Despite the happy economic climes of the 1920s, the anti-chain store movement began to take shape. A leading researcher of the political economy of the time, Thomas Ross, marks 1927 as the start of the movement, but it was not until the stock market crash of 1929 that the explosion of sentiment affected the nation in general. By 1930, and virtually every year thereafter until the eve of America’s entry into World War II, debating clubs at high schools and colleges argued about chain stores, including such topics as “Resolved: That Chain Stores Are Detrimental to the Best Interests of the American Public” (Ryant, 1973, p. 209). By 1940 a review of all existing debate manuals for college and high school students found them to uniformly contain debate notes on chain stores (Lebhar, 1952, p. 143–144). By 1941 students had other matters to debate, but the 1930s saw a remarkable explosion of anti-chain store legislation, which was motivated by a wistful remembrance of a quieter time.
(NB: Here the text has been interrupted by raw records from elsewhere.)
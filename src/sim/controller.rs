//! Closed-loop position controller
//!
//! Proportional-derivative law toward a reference pixel position with its
//! own Gaussian noise injection. Holds configuration only; every call is a
//! pure function of the body snapshot, the reference and the noise draw.

use glam::{DVec2, IVec2};

use super::body::Body;
use super::noise::NoiseSource;
use crate::settings::ControllerConfig;

#[derive(Debug, Clone)]
pub struct Controller {
    proportional_gain: f64,
    derivative_gain: f64,
    noise_std_deviation: f64,
    /// References are clamped into `[0, screen_size]`
    screen_size: IVec2,
}

impl Controller {
    pub fn new(config: &ControllerConfig, screen_size: IVec2) -> Self {
        Self {
            proportional_gain: config.proportional_gain,
            derivative_gain: config.derivative_gain,
            noise_std_deviation: config.noise_std_deviation,
            screen_size,
        }
    }

    /// Corrective force driving `body` toward `reference`.
    ///
    /// The position error is converted to meters so gains are independent
    /// of the pixel scale: `F = m·(kp·e − kd·v) + noise`.
    pub fn compute_action(
        &self,
        body: &Body,
        reference: IVec2,
        noise: &mut dyn NoiseSource,
    ) -> DVec2 {
        let reference = reference.clamp(IVec2::ZERO, self.screen_size);
        let error = (reference - body.pos).as_dvec2() / body.pixel_meter;
        let accel = error * self.proportional_gain - body.vel * self.derivative_gain;
        let jitter = DVec2::new(
            noise.gaussian(self.noise_std_deviation),
            noise.gaussian(self.noise_std_deviation),
        );
        accel * body.mass() + jitter
    }
}

#[cfg(test)]
mod tests {
    use super::*;
    use crate::sim::body::{BodySpec, Category};
    use crate::sim::noise::ScriptedNoise;

    fn controller() -> Controller {
        let config = ControllerConfig {
            proportional_gain: 16.0,
            derivative_gain: 4.0,
            noise_std_deviation: 0.0,
        };
        Controller::new(&config, IVec2::new(1000, 800))
    }

    fn body_at(pos: IVec2) -> Body {
        let mut spec = BodySpec::new(2, Category::Turret, pos);
        spec.mass = 0.5;
        spec.pixel_meter = 100.0;
        spec.resistance = 0.1;
        spec.noise_std_deviation = 0.0;
        Body::new(spec).unwrap()
    }

    #[test]
    fn test_force_points_at_reference() {
        let body = body_at(IVec2::new(500, 400));
        let force = controller().compute_action(
            &body,
            IVec2::new(600, 300),
            &mut ScriptedNoise::silent(),
        );
        // 1 m error each way, kp 16, mass 0.5
        assert!((force.x - 8.0).abs() < 1e-9);
        assert!((force.y + 8.0).abs() < 1e-9);
    }

    #[test]
    fn test_velocity_is_damped() {
        let mut body = body_at(IVec2::new(500, 400));
        body.vel = DVec2::new(2.0, 0.0);
        let force = controller().compute_action(
            &body,
            IVec2::new(500, 400),
            &mut ScriptedNoise::silent(),
        );
        assert!((force.x + 4.0).abs() < 1e-9);
        assert_eq!(force.y, 0.0);
    }

    #[test]
    fn test_reference_clamped_to_screen() {
        let body = body_at(IVec2::new(990, 400));
        let force = controller().compute_action(
            &body,
            IVec2::new(5000, 400),
            &mut ScriptedNoise::silent(),
        );
        // clamped to x = 1000 -> 0.1 m error
        assert!((force.x - 0.8).abs() < 1e-9);
    }

    #[test]
    fn test_closed_loop_converges() {
        let mut body = body_at(IVec2::new(100, 100));
        let target = IVec2::new(700, 500);
        let ctrl = controller();
        let mut noise = ScriptedNoise::silent();
        for _ in 0..300 {
            body.force = ctrl.compute_action(&body, target, &mut noise);
            body.update_pos(&mut noise);
        }
        // Truncation stalls the body once a tick's displacement drops below 1 px
        let miss = (body.pos - target).abs();
        assert!(miss.x <= 15 && miss.y <= 15, "ended at {:?}", body.pos);
    }
}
Richard Schragger, a law professor at the University of Virginia, argues that the broad appeal of the anti-chain store movement gathered together such disparate voices as progressives (Brandeis and LaFollette), populists such as Louisiana’s colorful Huey Long, New Dealers (like then Senator Hugo Black), unions, agrarians, farmers, the Ku Klux Klan, and African-American leaders, not to mention incumbent retailers (see Schragger, 2005, p. 3; see also Lebhar, 1952).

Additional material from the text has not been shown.